Copy out each line of the data below in which "precedes" appears.

(Beginning of RECORDS SUPPLIED)

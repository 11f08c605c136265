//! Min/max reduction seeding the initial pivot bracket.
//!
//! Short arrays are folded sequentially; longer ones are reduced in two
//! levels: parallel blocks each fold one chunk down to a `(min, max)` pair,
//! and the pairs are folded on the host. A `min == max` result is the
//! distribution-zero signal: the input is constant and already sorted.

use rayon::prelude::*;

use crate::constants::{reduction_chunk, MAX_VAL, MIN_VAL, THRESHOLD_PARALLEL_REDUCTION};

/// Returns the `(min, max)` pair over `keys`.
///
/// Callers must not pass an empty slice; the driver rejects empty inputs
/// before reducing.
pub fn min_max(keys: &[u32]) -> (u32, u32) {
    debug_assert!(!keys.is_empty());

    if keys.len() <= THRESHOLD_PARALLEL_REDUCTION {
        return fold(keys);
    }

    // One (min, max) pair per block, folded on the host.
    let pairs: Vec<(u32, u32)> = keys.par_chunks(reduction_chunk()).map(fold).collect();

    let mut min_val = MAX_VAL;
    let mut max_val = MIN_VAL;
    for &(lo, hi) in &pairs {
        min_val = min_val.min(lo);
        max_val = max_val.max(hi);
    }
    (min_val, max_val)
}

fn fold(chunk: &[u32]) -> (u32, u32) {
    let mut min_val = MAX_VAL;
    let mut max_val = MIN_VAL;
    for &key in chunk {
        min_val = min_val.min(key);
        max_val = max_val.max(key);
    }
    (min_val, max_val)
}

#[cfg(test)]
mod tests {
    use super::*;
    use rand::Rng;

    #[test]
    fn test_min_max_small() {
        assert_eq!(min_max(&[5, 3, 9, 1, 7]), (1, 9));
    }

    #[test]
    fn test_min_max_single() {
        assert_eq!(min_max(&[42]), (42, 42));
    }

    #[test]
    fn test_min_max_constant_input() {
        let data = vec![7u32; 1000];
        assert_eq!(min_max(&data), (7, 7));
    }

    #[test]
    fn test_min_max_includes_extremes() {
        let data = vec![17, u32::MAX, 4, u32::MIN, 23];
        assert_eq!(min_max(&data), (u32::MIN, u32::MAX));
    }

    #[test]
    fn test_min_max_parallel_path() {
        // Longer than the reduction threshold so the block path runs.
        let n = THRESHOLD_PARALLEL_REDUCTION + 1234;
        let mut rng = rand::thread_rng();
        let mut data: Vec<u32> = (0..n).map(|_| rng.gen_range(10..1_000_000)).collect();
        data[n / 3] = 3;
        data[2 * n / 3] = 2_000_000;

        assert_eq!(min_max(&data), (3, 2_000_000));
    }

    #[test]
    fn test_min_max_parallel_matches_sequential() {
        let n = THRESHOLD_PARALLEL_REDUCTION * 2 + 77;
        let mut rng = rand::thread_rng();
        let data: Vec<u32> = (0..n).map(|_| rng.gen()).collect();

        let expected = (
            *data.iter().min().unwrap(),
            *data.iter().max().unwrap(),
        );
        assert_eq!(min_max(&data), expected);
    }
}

(End of RECORDS SUPPLIED)
(Beginning of RECORDS SUPPLIED)

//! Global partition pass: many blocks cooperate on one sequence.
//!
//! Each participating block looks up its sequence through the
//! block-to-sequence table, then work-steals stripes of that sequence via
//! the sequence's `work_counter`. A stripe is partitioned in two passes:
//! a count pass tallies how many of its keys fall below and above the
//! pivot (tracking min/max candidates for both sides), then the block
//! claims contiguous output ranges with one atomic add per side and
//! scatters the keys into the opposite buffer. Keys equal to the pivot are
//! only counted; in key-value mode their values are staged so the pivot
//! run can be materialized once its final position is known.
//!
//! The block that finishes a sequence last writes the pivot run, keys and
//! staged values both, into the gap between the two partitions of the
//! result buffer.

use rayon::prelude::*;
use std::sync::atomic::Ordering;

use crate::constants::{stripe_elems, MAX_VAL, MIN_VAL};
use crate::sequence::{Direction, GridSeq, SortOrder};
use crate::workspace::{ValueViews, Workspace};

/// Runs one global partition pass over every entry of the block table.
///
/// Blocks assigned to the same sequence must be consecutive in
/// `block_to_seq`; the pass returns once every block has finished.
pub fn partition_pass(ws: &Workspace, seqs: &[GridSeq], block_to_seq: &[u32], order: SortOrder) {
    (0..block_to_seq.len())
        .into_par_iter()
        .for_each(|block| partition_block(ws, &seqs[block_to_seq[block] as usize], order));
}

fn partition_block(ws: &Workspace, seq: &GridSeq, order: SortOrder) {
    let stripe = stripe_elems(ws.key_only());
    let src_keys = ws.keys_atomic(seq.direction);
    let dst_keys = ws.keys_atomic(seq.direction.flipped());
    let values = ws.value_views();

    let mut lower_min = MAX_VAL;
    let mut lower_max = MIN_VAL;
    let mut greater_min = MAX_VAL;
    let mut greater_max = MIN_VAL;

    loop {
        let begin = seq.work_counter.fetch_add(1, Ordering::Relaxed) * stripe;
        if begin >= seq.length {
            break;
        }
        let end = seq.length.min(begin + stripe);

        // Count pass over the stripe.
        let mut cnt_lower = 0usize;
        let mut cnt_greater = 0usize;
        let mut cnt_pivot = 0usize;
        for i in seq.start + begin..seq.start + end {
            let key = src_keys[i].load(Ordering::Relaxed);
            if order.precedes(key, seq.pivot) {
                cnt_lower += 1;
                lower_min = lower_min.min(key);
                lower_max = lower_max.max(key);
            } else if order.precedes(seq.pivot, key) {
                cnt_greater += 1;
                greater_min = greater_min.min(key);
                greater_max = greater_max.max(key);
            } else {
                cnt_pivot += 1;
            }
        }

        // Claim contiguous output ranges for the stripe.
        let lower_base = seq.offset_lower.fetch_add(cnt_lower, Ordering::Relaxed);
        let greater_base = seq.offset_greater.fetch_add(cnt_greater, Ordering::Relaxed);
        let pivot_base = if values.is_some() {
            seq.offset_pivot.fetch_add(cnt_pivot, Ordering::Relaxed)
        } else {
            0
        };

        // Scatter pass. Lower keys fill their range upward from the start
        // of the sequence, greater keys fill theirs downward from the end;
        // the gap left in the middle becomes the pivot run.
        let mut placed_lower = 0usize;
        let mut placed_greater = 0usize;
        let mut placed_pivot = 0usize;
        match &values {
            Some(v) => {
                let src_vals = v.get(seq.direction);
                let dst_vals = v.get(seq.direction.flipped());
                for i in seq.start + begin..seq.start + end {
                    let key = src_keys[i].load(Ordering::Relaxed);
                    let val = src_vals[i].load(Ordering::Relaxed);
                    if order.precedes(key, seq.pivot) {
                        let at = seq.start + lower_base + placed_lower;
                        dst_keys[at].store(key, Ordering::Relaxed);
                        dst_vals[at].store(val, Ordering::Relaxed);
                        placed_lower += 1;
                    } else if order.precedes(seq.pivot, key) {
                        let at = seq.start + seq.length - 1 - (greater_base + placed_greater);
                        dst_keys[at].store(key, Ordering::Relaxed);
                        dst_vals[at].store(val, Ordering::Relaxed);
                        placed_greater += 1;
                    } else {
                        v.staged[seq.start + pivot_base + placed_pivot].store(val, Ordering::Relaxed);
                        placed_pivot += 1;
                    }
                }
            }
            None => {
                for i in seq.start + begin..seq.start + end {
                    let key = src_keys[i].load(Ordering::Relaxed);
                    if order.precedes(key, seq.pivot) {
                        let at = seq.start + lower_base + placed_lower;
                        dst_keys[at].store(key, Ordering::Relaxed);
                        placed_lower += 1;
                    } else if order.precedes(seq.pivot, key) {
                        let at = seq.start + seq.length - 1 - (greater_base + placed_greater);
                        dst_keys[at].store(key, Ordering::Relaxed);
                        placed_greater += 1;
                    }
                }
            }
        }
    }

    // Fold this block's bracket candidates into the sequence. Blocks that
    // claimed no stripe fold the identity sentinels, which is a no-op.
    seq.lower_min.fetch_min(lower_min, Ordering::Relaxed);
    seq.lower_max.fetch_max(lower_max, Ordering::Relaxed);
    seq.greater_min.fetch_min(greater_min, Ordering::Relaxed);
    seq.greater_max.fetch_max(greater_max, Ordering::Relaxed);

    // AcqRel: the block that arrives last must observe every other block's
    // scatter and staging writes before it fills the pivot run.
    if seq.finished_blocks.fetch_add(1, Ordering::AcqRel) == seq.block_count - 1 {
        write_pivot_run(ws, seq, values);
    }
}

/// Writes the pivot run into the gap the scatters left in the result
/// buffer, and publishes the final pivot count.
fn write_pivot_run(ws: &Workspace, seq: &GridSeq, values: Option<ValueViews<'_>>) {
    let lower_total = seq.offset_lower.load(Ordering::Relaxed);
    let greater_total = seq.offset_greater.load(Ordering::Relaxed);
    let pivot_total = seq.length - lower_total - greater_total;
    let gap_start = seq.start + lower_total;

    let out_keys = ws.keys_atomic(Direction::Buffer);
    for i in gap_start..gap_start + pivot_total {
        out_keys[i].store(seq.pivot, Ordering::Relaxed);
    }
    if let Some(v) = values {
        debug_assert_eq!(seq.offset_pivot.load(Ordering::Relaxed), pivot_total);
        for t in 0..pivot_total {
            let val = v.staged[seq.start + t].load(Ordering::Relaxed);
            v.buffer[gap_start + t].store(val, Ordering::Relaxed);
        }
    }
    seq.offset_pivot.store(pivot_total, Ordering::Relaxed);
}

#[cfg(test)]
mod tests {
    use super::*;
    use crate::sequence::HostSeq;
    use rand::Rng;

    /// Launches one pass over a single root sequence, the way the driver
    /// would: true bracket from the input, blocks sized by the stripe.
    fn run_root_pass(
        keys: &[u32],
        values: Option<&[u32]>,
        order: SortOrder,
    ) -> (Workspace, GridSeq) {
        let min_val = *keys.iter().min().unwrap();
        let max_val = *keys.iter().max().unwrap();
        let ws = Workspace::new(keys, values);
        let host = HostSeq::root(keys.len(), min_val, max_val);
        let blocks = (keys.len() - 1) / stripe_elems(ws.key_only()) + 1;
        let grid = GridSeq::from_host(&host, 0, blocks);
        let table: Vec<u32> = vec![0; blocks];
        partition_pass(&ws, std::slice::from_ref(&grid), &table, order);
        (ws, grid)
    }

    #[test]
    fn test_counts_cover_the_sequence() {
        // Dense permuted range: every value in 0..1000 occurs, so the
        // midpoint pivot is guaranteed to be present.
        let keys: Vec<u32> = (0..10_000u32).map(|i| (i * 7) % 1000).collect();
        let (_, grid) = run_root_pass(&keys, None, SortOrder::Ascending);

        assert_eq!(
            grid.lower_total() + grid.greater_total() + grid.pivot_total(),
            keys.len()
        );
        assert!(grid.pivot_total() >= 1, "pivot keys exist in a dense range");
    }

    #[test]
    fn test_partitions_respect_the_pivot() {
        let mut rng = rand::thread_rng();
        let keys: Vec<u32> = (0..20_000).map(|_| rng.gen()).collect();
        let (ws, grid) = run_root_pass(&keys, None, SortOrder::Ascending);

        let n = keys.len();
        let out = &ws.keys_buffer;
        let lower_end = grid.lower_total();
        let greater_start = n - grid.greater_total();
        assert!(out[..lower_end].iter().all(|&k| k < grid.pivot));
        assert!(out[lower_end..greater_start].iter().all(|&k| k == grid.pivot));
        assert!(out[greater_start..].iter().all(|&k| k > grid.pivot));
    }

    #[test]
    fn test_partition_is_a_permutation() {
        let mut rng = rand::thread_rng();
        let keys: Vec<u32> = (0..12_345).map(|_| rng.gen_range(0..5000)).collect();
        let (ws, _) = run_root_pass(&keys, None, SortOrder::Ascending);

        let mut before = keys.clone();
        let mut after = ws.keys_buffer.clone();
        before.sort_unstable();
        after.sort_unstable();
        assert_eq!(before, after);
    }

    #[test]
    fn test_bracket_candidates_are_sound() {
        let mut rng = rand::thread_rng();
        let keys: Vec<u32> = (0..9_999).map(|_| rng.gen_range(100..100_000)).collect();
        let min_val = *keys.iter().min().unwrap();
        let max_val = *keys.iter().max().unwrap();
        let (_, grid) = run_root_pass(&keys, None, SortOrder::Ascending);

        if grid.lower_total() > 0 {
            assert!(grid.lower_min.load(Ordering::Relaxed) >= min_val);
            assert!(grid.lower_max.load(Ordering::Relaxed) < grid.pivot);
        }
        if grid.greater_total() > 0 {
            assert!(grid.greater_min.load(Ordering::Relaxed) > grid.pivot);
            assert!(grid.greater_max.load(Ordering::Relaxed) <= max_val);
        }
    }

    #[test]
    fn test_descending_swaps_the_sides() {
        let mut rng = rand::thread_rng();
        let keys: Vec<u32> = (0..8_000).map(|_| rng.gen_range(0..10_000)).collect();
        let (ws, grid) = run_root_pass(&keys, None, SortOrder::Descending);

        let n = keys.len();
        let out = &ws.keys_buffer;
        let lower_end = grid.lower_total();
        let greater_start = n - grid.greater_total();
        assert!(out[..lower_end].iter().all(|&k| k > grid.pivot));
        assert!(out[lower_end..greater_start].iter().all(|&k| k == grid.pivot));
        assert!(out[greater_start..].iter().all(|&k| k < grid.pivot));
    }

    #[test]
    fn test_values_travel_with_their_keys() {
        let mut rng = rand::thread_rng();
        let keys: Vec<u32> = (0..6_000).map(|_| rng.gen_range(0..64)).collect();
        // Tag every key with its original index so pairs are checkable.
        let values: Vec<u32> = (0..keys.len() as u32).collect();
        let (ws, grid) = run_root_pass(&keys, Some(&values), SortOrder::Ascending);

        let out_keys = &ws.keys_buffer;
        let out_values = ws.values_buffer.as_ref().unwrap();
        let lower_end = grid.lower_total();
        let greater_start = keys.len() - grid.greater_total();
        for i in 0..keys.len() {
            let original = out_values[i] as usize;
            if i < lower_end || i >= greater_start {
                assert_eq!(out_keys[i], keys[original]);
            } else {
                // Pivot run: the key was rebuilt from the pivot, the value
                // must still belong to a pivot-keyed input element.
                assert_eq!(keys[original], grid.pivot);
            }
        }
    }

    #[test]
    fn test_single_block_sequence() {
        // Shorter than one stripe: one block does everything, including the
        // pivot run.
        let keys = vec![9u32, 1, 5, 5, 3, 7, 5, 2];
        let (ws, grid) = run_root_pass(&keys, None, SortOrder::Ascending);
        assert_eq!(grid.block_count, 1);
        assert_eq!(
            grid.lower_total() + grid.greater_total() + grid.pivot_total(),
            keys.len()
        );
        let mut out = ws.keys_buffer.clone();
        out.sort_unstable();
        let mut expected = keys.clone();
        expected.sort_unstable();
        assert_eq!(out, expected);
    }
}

(End of RECORDS SUPPLIED)
(Beginning of RECORDS SUPPLIED)

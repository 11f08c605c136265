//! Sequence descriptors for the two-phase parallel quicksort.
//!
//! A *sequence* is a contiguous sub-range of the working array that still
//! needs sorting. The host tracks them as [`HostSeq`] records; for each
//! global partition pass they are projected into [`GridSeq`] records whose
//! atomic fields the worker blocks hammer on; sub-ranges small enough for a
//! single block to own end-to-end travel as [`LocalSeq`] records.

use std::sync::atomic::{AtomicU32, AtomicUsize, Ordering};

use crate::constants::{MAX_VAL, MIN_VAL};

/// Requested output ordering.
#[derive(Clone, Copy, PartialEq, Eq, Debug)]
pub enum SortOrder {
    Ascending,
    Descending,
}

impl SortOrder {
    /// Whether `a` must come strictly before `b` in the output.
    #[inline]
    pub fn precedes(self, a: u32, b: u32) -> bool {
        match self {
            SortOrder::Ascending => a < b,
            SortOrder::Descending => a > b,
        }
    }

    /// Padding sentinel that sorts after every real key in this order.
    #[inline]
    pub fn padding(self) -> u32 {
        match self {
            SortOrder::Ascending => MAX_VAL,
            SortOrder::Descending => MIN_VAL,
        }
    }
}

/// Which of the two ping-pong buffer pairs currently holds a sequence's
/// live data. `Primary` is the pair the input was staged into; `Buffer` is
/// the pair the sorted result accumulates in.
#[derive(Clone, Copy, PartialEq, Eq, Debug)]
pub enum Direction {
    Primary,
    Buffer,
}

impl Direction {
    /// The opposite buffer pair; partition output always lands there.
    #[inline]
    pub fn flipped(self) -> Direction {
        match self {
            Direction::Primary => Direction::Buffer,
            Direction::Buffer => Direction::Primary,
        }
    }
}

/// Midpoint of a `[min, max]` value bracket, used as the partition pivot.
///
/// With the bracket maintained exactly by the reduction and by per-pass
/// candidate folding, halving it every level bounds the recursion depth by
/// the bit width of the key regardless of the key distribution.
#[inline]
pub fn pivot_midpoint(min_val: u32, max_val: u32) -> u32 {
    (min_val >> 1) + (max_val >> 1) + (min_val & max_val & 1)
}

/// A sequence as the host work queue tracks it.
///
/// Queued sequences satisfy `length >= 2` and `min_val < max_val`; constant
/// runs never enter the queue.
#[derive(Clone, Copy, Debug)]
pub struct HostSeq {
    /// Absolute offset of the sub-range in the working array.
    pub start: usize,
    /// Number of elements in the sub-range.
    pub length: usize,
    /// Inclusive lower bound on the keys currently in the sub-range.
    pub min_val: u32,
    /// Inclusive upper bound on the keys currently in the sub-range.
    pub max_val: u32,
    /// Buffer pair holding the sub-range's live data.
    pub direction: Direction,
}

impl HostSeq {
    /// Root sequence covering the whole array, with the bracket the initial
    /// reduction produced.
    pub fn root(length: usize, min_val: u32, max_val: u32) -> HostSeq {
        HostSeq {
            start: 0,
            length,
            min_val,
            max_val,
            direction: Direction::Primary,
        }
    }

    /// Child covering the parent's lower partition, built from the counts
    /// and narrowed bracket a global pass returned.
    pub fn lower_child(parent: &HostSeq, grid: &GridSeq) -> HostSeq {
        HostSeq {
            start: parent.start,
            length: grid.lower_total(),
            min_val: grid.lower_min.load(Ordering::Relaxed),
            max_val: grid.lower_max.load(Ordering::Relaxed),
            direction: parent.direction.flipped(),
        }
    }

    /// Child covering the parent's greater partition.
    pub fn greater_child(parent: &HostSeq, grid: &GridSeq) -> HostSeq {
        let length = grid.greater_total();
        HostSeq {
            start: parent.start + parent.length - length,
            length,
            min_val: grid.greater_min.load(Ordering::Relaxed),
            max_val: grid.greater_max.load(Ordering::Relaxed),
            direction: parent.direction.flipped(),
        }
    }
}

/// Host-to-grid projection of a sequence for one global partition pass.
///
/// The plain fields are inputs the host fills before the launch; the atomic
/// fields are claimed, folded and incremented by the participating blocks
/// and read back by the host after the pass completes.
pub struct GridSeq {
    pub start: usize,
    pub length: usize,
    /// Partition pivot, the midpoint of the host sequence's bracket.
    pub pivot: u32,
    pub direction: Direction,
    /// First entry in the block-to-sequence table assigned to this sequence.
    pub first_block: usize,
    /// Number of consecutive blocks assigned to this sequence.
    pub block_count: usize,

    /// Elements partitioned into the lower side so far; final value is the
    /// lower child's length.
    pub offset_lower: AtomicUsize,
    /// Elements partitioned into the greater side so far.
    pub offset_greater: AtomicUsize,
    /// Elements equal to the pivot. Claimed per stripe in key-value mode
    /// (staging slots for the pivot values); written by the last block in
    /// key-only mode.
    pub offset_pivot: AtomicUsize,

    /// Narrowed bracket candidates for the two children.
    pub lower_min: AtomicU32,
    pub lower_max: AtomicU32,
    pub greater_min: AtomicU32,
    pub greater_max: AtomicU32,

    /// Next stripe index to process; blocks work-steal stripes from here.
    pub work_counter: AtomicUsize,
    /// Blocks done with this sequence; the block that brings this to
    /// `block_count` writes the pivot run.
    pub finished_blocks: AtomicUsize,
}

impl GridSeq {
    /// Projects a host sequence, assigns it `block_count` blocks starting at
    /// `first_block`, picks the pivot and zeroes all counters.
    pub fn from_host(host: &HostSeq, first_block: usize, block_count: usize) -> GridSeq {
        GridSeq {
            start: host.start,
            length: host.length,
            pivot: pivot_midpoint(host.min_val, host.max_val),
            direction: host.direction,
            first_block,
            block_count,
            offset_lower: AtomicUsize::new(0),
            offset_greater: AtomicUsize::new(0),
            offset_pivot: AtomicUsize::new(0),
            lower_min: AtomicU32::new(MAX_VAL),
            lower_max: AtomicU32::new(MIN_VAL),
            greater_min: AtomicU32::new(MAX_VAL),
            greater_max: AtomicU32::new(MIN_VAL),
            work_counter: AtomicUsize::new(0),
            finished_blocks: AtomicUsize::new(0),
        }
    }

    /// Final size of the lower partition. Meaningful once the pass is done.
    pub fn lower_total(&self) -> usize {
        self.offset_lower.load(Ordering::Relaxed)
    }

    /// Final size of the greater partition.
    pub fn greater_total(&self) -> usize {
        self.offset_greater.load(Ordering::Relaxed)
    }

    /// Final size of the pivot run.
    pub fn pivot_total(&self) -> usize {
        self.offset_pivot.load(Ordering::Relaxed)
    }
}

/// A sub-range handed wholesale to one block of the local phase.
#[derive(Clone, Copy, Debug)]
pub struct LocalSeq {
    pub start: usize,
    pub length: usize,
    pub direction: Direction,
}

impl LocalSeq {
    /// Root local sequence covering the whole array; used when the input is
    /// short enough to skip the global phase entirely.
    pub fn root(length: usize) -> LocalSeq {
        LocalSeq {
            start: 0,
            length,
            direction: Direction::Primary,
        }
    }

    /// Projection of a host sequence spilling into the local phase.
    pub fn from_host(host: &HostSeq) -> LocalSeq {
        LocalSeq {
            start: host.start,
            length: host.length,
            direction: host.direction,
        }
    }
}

(End of RECORDS SUPPLIED)

FINISHED EXERCISE>
            if order.precedes(key, seq.pivot) {
            } else if order.precedes(seq.pivot, key) {
                    if order.precedes(key, seq.pivot) {
                    } else if order.precedes(seq.pivot, key) {
                    if order.precedes(key, seq.pivot) {
                    } else if order.precedes(seq.pivot, key) {
    pub fn precedes(self, a: u32, b: u32) -> bool {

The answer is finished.